My favorite radio station is XM Ethel, a satellite station that purports to play current alternative music. And about half the time they do. The other half of the time, they play Nirvana. It puzzles me, because Kurt Cobain committed suicide in 1993, effectively ending the band fifteen years ago. And personally, I was already Nirvana’d out in 1991, when the radio station I listened to then alternated between playing Nirvana and bands that sounded exactly like Nirvana–but hey, at least at that time, it was contemporary. Yet, last time I listedn to that station, it seemed to be playing exactly the same playlist it had in 1991. Nirvana was pathetic teen angst music then, but you’d think somewhere in the course of fifteen years, the people who choose songs to play on radio might get hip to today‘s teen angst music, which IMHO is a whole lot better, or at the very least, enunciated better.

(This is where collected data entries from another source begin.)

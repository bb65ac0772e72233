pub mod error;
pub mod telemetry;
pub mod types;
pub mod utils;

pub use error::{Error, Result};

And I can’t escape Nirvana by switching to another station. One satellite station plays “deep alternative” meaning indie songs from the 80s to the current day. Nirvana is a staple on that station, too. I can turn to the “classic alternative” station, and guess what, they play Nirvana a lot, too! I fear that one day, I will tune in to the classical pops station and hear the London Symphony Orchestra doing an instrumental cover of “Rape Me,” and the channel programmer, just like the channel programmers on every other radio station, will find it so engrossing that it will have to be played every fifteen minutes. For all I know, Nirvana is also in heavy rotation on heavy metal, easy listening, top 40, and the Coldplay-all-the-time channel, too.

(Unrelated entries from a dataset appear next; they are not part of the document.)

use serde::{Deserialize, Serialize};
use shared::types::{now, ChainId, Timestamp};
use std::fmt;

/// Who authored an attempt in a retry chain.
#[derive(Debug, Clone, Copy, PartialEq, Eq, Serialize, Deserialize)]
#[serde(rename_all = "lowercase")]
pub enum Origin {
    User,
    Ai,
}

impl fmt::Display for Origin {
    fn fmt(&self, f: &mut fmt::Formatter<'_>) -> fmt::Result {
        match self {
            Origin::User => write!(f, "user"),
            Origin::Ai => write!(f, "ai"),
        }
    }
}

/// One (prompt, command, outcome) tuple inside a retry chain.
#[derive(Debug, Clone, PartialEq, Serialize, Deserialize)]
pub struct Attempt {
    pub origin: Origin,
    pub prompt: String,
    pub command: String,
    #[serde(skip_serializing_if = "Option::is_none")]
    pub output: Option<String>,
    #[serde(skip_serializing_if = "Option::is_none")]
    pub error: Option<String>,
}

impl Attempt {
    pub fn user(prompt: impl Into<String>, command: impl Into<String>) -> Self {
        Self {
            origin: Origin::User,
            prompt: prompt.into(),
            command: command.into(),
            output: None,
            error: None,
        }
    }

    pub fn ai(
        prompt: impl Into<String>,
        command: impl Into<String>,
        output: impl Into<String>,
    ) -> Self {
        Self {
            origin: Origin::Ai,
            prompt: prompt.into(),
            command: command.into(),
            output: Some(output.into()),
            error: None,
        }
    }
}

/// Ordered history of attempts for one failure-recovery conversation.
///
/// Append-only: attempts are never removed, and only the newest attempt may
/// have its outcome recorded.
#[derive(Debug, Clone, PartialEq, Serialize, Deserialize)]
#[serde(rename_all = "camelCase")]
pub struct RetryChain {
    pub id: ChainId,
    pub started_at: Timestamp,
    attempts: Vec<Attempt>,
}

impl RetryChain {
    /// Start a chain seeded with its first attempt.
    pub fn start(first: Attempt) -> Self {
        Self {
            id: uuid::Uuid::new_v4().to_string(),
            started_at: now(),
            attempts: vec![first],
        }
    }

    pub fn push(&mut self, attempt: Attempt) {
        self.attempts.push(attempt);
    }

    pub fn attempts(&self) -> &[Attempt] {
        &self.attempts
    }

    pub fn last(&self) -> Option<&Attempt> {
        self.attempts.last()
    }

    /// Fill in the outcome of the newest attempt.
    pub fn record_outcome(&mut self, output: Option<String>, error: Option<String>) {
        if let Some(current) = self.attempts.last_mut() {
            current.output = output;
            current.error = error;
        }
    }

    pub fn len(&self) -> usize {
        self.attempts.len()
    }

    pub fn is_empty(&self) -> bool {
        self.attempts.is_empty()
    }

    pub fn user_attempts(&self) -> usize {
        self.attempts
            .iter()
            .filter(|a| a.origin == Origin::User)
            .count()
    }
}

/// Kind of structured reply produced by the AI provider.
#[derive(Debug, Clone, Copy, PartialEq, Eq, Serialize, Deserialize)]
#[serde(rename_all = "lowercase")]
pub enum ResponseKind {
    Command,
    Explanation,
    Diagnostic,
    Answer,
    Conversation,
}

impl ResponseKind {
    pub fn parse(value: &str) -> Option<Self> {
        match value.trim().to_ascii_lowercase().as_str() {
            "command" => Some(Self::Command),
            "explanation" => Some(Self::Explanation),
            "diagnostic" => Some(Self::Diagnostic),
            "answer" => Some(Self::Answer),
            "conversation" => Some(Self::Conversation),
            _ => None,
        }
    }

    pub fn as_str(&self) -> &'static str {
        match self {
            Self::Command => "command",
            Self::Explanation => "explanation",
            Self::Diagnostic => "diagnostic",
            Self::Answer => "answer",
            Self::Conversation => "conversation",
        }
    }
}

impl fmt::Display for ResponseKind {
    fn fmt(&self, f: &mut fmt::Formatter<'_>) -> fmt::Result {
        f.write_str(self.as_str())
    }
}

/// One AI-proposed investigative command.
#[derive(Debug, Clone, PartialEq, Serialize, Deserialize)]
pub struct DiagnosticStep {
    pub label: String,
    pub command: String,
    #[serde(default)]
    pub explanation: String,
    #[serde(default)]
    pub safe: bool,
}

/// Outcome of running one diagnostic step.
#[derive(Debug, Clone, PartialEq, Serialize, Deserialize)]
pub struct StepResult {
    pub step: DiagnosticStep,
    pub output: String,
    pub success: bool,
    #[serde(skip_serializing_if = "Option::is_none")]
    pub error: Option<String>,
}

/// Parsed structured reply from the AI provider.
#[derive(Debug, Clone, PartialEq, Serialize, Deserialize)]
pub struct InteractionResponse {
    #[serde(rename = "type")]
    pub kind: ResponseKind,
    pub content: String,
    #[serde(skip_serializing_if = "Option::is_none")]
    pub command: Option<String>,
    #[serde(skip_serializing_if = "Option::is_none")]
    pub explanation: Option<String>,
    #[serde(skip_serializing_if = "Option::is_none")]
    pub safe: Option<bool>,
    #[serde(skip_serializing_if = "Option::is_none")]
    pub steps: Option<Vec<DiagnosticStep>>,
    #[serde(skip_serializing_if = "Option::is_none")]
    pub final_command: Option<String>,
    #[serde(skip_serializing_if = "Option::is_none")]
    pub final_safe: Option<bool>,
    pub confidence: f64,
    #[serde(skip_serializing_if = "Option::is_none")]
    pub llm_output: Option<String>,
}

impl InteractionResponse {
    pub fn new(kind: ResponseKind, content: impl Into<String>, confidence: f64) -> Self {
        Self {
            kind,
            content: content.into(),
            command: None,
            explanation: None,
            safe: None,
            steps: None,
            final_command: None,
            final_safe: None,
            confidence,
            llm_output: None,
        }
    }

    pub fn conversation(content: impl Into<String>) -> Self {
        Self::new(ResponseKind::Conversation, content, 5.0)
    }

    pub fn with_command(mut self, command: impl Into<String>) -> Self {
        self.command = Some(command.into());
        self
    }

    pub fn diagnostic_steps(&self) -> &[DiagnosticStep] {
        match (&self.kind, &self.steps) {
            (ResponseKind::Diagnostic, Some(steps)) => steps,
            _ => &[],
        }
    }
}

/// Classification of a record in the interaction history log.
#[derive(Debug, Clone, Copy, PartialEq, Eq, Serialize, Deserialize)]
#[serde(rename_all = "lowercase")]
pub enum RecordKind {
    #[serde(rename = "")]
    Empty,
    Command,
    Explanation,
    Answer,
    Conversation,
    Diagnostic,
    Error,
}

impl From<ResponseKind> for RecordKind {
    fn from(kind: ResponseKind) -> Self {
        match kind {
            ResponseKind::Command => RecordKind::Command,
            ResponseKind::Explanation => RecordKind::Explanation,
            ResponseKind::Diagnostic => RecordKind::Diagnostic,
            ResponseKind::Answer => RecordKind::Answer,
            ResponseKind::Conversation => RecordKind::Conversation,
        }
    }
}

/// Result of running one command, and the unit stored in the history log.
#[derive(Debug, Clone, PartialEq, Serialize, Deserialize)]
#[serde(rename_all = "camelCase")]
pub struct CommandOutput {
    pub prompt: String,
    #[serde(default, skip_serializing_if = "Option::is_none")]
    pub command: Option<String>,
    pub output: String,
    #[serde(default, skip_serializing_if = "Option::is_none")]
    pub error: Option<String>,
    pub timestamp: Timestamp,
    #[serde(rename = "type")]
    pub kind: RecordKind,
    #[serde(default, skip_serializing_if = "Option::is_none")]
    pub exit_code: Option<i32>,
}

impl CommandOutput {
    /// The no-op result for blank input.
    pub fn empty(prompt: impl Into<String>) -> Self {
        Self {
            prompt: prompt.into(),
            command: Some(String::new()),
            output: String::new(),
            error: None,
            timestamp: now(),
            kind: RecordKind::Empty,
            exit_code: None,
        }
    }

    pub fn success(command: impl Into<String>, output: impl Into<String>) -> Self {
        let command = command.into();
        Self {
            prompt: command.clone(),
            command: Some(command),
            output: output.into(),
            error: None,
            timestamp: now(),
            kind: RecordKind::Command,
            exit_code: Some(0),
        }
    }

    pub fn failure(
        command: impl Into<String>,
        error: impl Into<String>,
        exit_code: Option<i32>,
    ) -> Self {
        let command = command.into();
        Self {
            prompt: command.clone(),
            command: Some(command),
            output: String::new(),
            error: Some(error.into()),
            timestamp: now(),
            kind: RecordKind::Command,
            exit_code,
        }
    }

    /// A history entry that did not come from running a command.
    pub fn note(prompt: impl Into<String>, output: impl Into<String>, kind: RecordKind) -> Self {
        Self {
            prompt: prompt.into(),
            command: None,
            output: output.into(),
            error: None,
            timestamp: now(),
            kind,
            exit_code: None,
        }
    }

    pub fn with_prompt(mut self, prompt: impl Into<String>) -> Self {
        self.prompt = prompt.into();
        self
    }

    pub fn with_output(mut self, output: impl Into<String>) -> Self {
        self.output = output.into();
        self
    }

    pub fn command_text(&self) -> &str {
        self.command.as_deref().unwrap_or("")
    }

    pub fn is_success(&self) -> bool {
        self.error.is_none()
    }
}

Normally, the death of the lead singer and the subsequent break up of the band means they’re over, but clearly, and especially in this day of band resurrections (i.e. INXS, Queen, multiple duelling versions of 60s bands), it takes stronger stuff to get rid of pernicious music. But I have a few ideas that might do it. If Barack Obama and/or John McCain chose “Smells Like Teen Spirit” for their campaign song (or better yet, if both chose it and then argued about which candidate is the more sincere Cobain fan), I might enjoy a less-Nirvana filled life. What if Madonna did a trance disco version of “Polly Wants a Cracker” with a video for it showing her as the pied piper of naked African toddlers, or “Come As You Are” played for a widely-aired Viagra commercial, preferably starring, say, Nick Nolte? Do you think that might work?

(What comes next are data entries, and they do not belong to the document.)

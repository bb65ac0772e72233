use crate::support::{
    assistant, context_cache, mount_reply, openai_config, request_bodies, system_message,
};
use domain::services::ResponseGenerator;
use std::fs;

#[tokio::test]
async fn cache_is_shared_between_instances() {
    let project = tempfile::tempdir().unwrap();
    fs::write(project.path().join("Cargo.toml"), "[package]\nname = \"demo\"").unwrap();

    let (first, first_probe) = context_cache(project.path());
    let fresh = first.load().await;
    assert!(!fresh.cached);
    assert!(first_probe.calls() > 0);

    // A second process sees the entry the first one wrote.
    let (second, second_probe) = context_cache(project.path());
    let reused = second.load().await;
    assert!(reused.cached);
    assert_eq!(second_probe.calls(), 0);
    assert_eq!(reused.info.project, fresh.info.project);
    assert_eq!(reused.info.tools, fresh.info.tools);
    assert_eq!(reused.info.project.languages, vec!["Rust"]);

    fs::write(project.path().join("package.json"), r#"{"name":"demo"}"#).unwrap();
    let (third, third_probe) = context_cache(project.path());
    let changed = third.load().await;
    assert!(!changed.cached);
    assert!(third_probe.calls() > 0);
    assert!(changed.info.project.languages.contains(&"JavaScript".to_string()));
}

#[tokio::test]
async fn ask_embeds_detected_context() {
    let project = tempfile::tempdir().unwrap();
    fs::write(project.path().join("Cargo.toml"), "[package]\nname = \"demo\"").unwrap();

    let server = wiremock::MockServer::start().await;
    mount_reply(
        &server,
        "```json\n{\"type\":\"command\",\"content\":\"ls -la\",\"command\":\"ls -la\",\"confidence\":9}\n```",
        1,
    )
    .await;

    let (context, _) = context_cache(project.path());
    let assistant = assistant(openai_config(), &server, context);
    let response = assistant.ask("list files").await.unwrap();
    assert_eq!(response.command.as_deref(), Some("ls -la"));
    assert_eq!(response.confidence, 9.0);

    let bodies = request_bodies(&server).await;
    let system = system_message(&bodies[0]);
    assert!(system.contains("- Project Language: Rust"));
    assert!(system.contains("- Git Repository: not a git repo"));
    assert!(system.contains("- Python Environment: no"));
}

OK, it won’t keep the London Symphony Orchestra from covering “All Apologies,” but maybe, just maybe, it might ruin the song enough so that Nirvana will only pop up once an hour on any station I listen to, instead of every ten minutes. Of course, I could just listen to my iPod with songs I like, but that limits my opportunity to hear songs I haven’t heard before (which supposedly would play on XM Ethel). What I’m really looking forward to is when I have a device, like Peter’s iphone, that can play Pandora (an internet radio station where you can skip over songs you don’t like) in my car.
Until then, excuse me: I need to send a suggestion to the campaigns of the major presidental candidates….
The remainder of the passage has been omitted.